Zombies of the type encountered in
philosophical studies of the mind, such as the ones popularized by David
Chalmer’s, would not be physically possible without an incredible amount of
compensatory programming. I believe that the processes that allow us to have
consciousness are key to our functioning, and to intelligent behavior, so to
remove them and yet preserve the other functions would be implausible. Every way that
I can conceive of to design such a zombie, involves creating an agent that is
in fact much more complicated than a human. By this I mean that it would have
to have more processing resources and a larger memory. Taking the entity out of
the agent requires the agent to be capable of performing all of the same
functions without the shortcuts made possible by sentience and self-awareness.

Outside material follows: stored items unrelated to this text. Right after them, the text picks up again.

//! Chart rendering.
//!
//! Rendering is delegated to the `helm` binary; the injector only consumes the
//! rendered manifest text to extract image references.

use std::fs;
use std::path::{Path, PathBuf};
use std::process::Command;

use crate::error::{InjectorError, Result};

/// Turns a chart directory into a rendered multi-document manifest.
pub trait ChartRenderer: Send + Sync {
    fn render(&self, chart_dir: &Path) -> Result<String>;
}

/// Renders charts with `helm template`.
#[derive(Debug, Clone)]
pub struct HelmCliRenderer {
    pub binary: PathBuf,
    pub release_name: String,
    pub namespace: Option<String>,
}

impl Default for HelmCliRenderer {
    fn default() -> Self {
        Self {
            binary: PathBuf::from("helm"),
            release_name: "test".to_string(),
            namespace: None,
        }
    }
}

impl HelmCliRenderer {
    /// Check if the helm binary is available.
    pub fn is_available(&self) -> bool {
        Command::new(&self.binary)
            .arg("version")
            .arg("--short")
            .output()
            .map(|o| o.status.success())
            .unwrap_or(false)
    }
}

impl ChartRenderer for HelmCliRenderer {
    fn render(&self, chart_dir: &Path) -> Result<String> {
        let mut cmd = Command::new(&self.binary);
        cmd.arg("template").arg(&self.release_name).arg(chart_dir);
        if let Some(namespace) = &self.namespace {
            cmd.arg("--namespace").arg(namespace);
        }

        log::debug!("Rendering chart {}", chart_dir.display());
        let output = cmd.output().map_err(|e| {
            InjectorError::Render(format!("failed to run {}: {}", self.binary.display(), e))
        })?;

        if !output.status.success() {
            let stderr = String::from_utf8_lossy(&output.stderr);
            return Err(InjectorError::Render(stderr.trim().to_string()));
        }
        Ok(String::from_utf8_lossy(&output.stdout).to_string())
    }
}

/// Serves an already rendered manifest from disk, ignoring the chart.
#[derive(Debug, Clone)]
pub struct ManifestFileRenderer {
    pub path: PathBuf,
}

impl ChartRenderer for ManifestFileRenderer {
    fn render(&self, _chart_dir: &Path) -> Result<String> {
        fs::read_to_string(&self.path).map_err(|e| {
            InjectorError::Render(format!("cannot read {}: {}", self.path.display(), e))
        })
    }
}
//! In-place injection into workload templates.
//!
//! Used for keys a template does not take from `.Values`: the block is written
//! straight into the template's pod spec or into each of its containers.
//!
//! - Pod-level keys go under the pod `spec:` (the top-level one for a bare
//!   `Pod`, the one owned by `template:` for controllers), before
//!   `containers:`, `initContainers:` or `volumes:` when present.
//! - Container-level keys go into every `containers:` item (never init
//!   containers), before `env:`, `livenessProbe:` or `readinessProbe:`.
//! - Existing list keys only receive missing items.
//! - A key that only exists inside `{{ with }}` counts as absent.

mod apply;
pub mod scope;

use serde::Serialize;

use super::catalog::InjectionBlock;
use super::parser::{Document, detect_kind};
use super::values::MergeMode;
use crate::config::InjectionConfig;

pub use scope::{Scope, container_scopes, is_under_template, pod_scopes};

/// Sibling keys that pod-level injections are placed before.
pub const POD_ANCHORS: &[&str] = &["containers", "initContainers", "volumes"];

/// Sibling keys that container-level injections are placed before.
pub const CONTAINER_ANCHORS: &[&str] = &["env", "livenessProbe", "readinessProbe"];

/// Result of injecting into one template.
#[derive(Debug, Clone, Default, Serialize)]
pub struct InlineOutcome {
    pub content: String,
    pub changed: bool,
    /// Keys written at pod level
    pub pod_keys: Vec<String>,
    /// Keys written into containers
    pub container_keys: Vec<String>,
}

/// Inject pod-level blocks into a template of the given kind.
pub fn inject_pod_spec(
    content: &str,
    kind: &str,
    blocks: &[&InjectionBlock],
    mode: MergeMode,
    config: &InjectionConfig,
) -> InlineOutcome {
    let doc = Document::parse(content);
    let scopes = pod_scopes(doc.lines(), kind);
    if scopes.is_empty() {
        log::debug!("No pod spec found for kind {}", kind);
    }
    let (out, keys) = apply::inject_scopes(&doc, &scopes, blocks, POD_ANCHORS, mode, config);
    let rendered = out.render();
    InlineOutcome {
        changed: rendered != content,
        content: rendered,
        pod_keys: keys,
        container_keys: Vec::new(),
    }
}

/// Inject container-level blocks into every container of a template.
pub fn inject_container_spec(
    content: &str,
    blocks: &[&InjectionBlock],
    mode: MergeMode,
    config: &InjectionConfig,
) -> InlineOutcome {
    let doc = Document::parse(content);
    let scopes = container_scopes(doc.lines());
    let (out, keys) = apply::inject_scopes(&doc, &scopes, blocks, CONTAINER_ANCHORS, mode, config);
    let rendered = out.render();
    InlineOutcome {
        changed: rendered != content,
        content: rendered,
        pod_keys: Vec::new(),
        container_keys: keys,
    }
}

/// Detect the template's kind and apply pod then container injection.
///
/// Returns `None` when the template is not an eligible workload.
pub fn inject_template(
    content: &str,
    pod_blocks: &[&InjectionBlock],
    container_blocks: &[&InjectionBlock],
    mode: MergeMode,
    config: &InjectionConfig,
) -> Option<InlineOutcome> {
    let kind = detect_kind(content, |k| config.is_workload_kind(k))?;

    let pod = inject_pod_spec(content, &kind, pod_blocks, mode, config);
    let containers = inject_container_spec(&pod.content, container_blocks, mode, config);

    Some(InlineOutcome {
        changed: containers.content != content,
        content: containers.content,
        pod_keys: pod.pod_keys,
        container_keys: containers.container_keys,
    })
}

I think that philosophers that discuss these hypothetical zombies have not
considered this contention, mainly that: consciousness acts as a shortcut to
devising behavior, and a zombie without consciousness (without Gazzaniga’s
“interpreter” and without “mental continuity”) would necessitate a tremendous
number of if-then rules that could allow it to make the same inferences and
decisions that consciousness allows us to make. Programming the computational
architecture for a zombie-like, artificially intelligent agent capable of
performing human behaviors, in human-like ways, without any conscious insight,
would necessitate a battery of rules and subsystems to instantiate simulacra of
wanting, liking and feeling. To identify all of the various components of
desire and sensation, and to coldly mimic them without actually replicating
them would be incredibly complicated. In fact, I believe that to go this route,
which some A.I. scientists are currently doing in my opinion, would be far more
difficult than creating an A.I. agent that does use intentionality, mental
continuity and consciousness.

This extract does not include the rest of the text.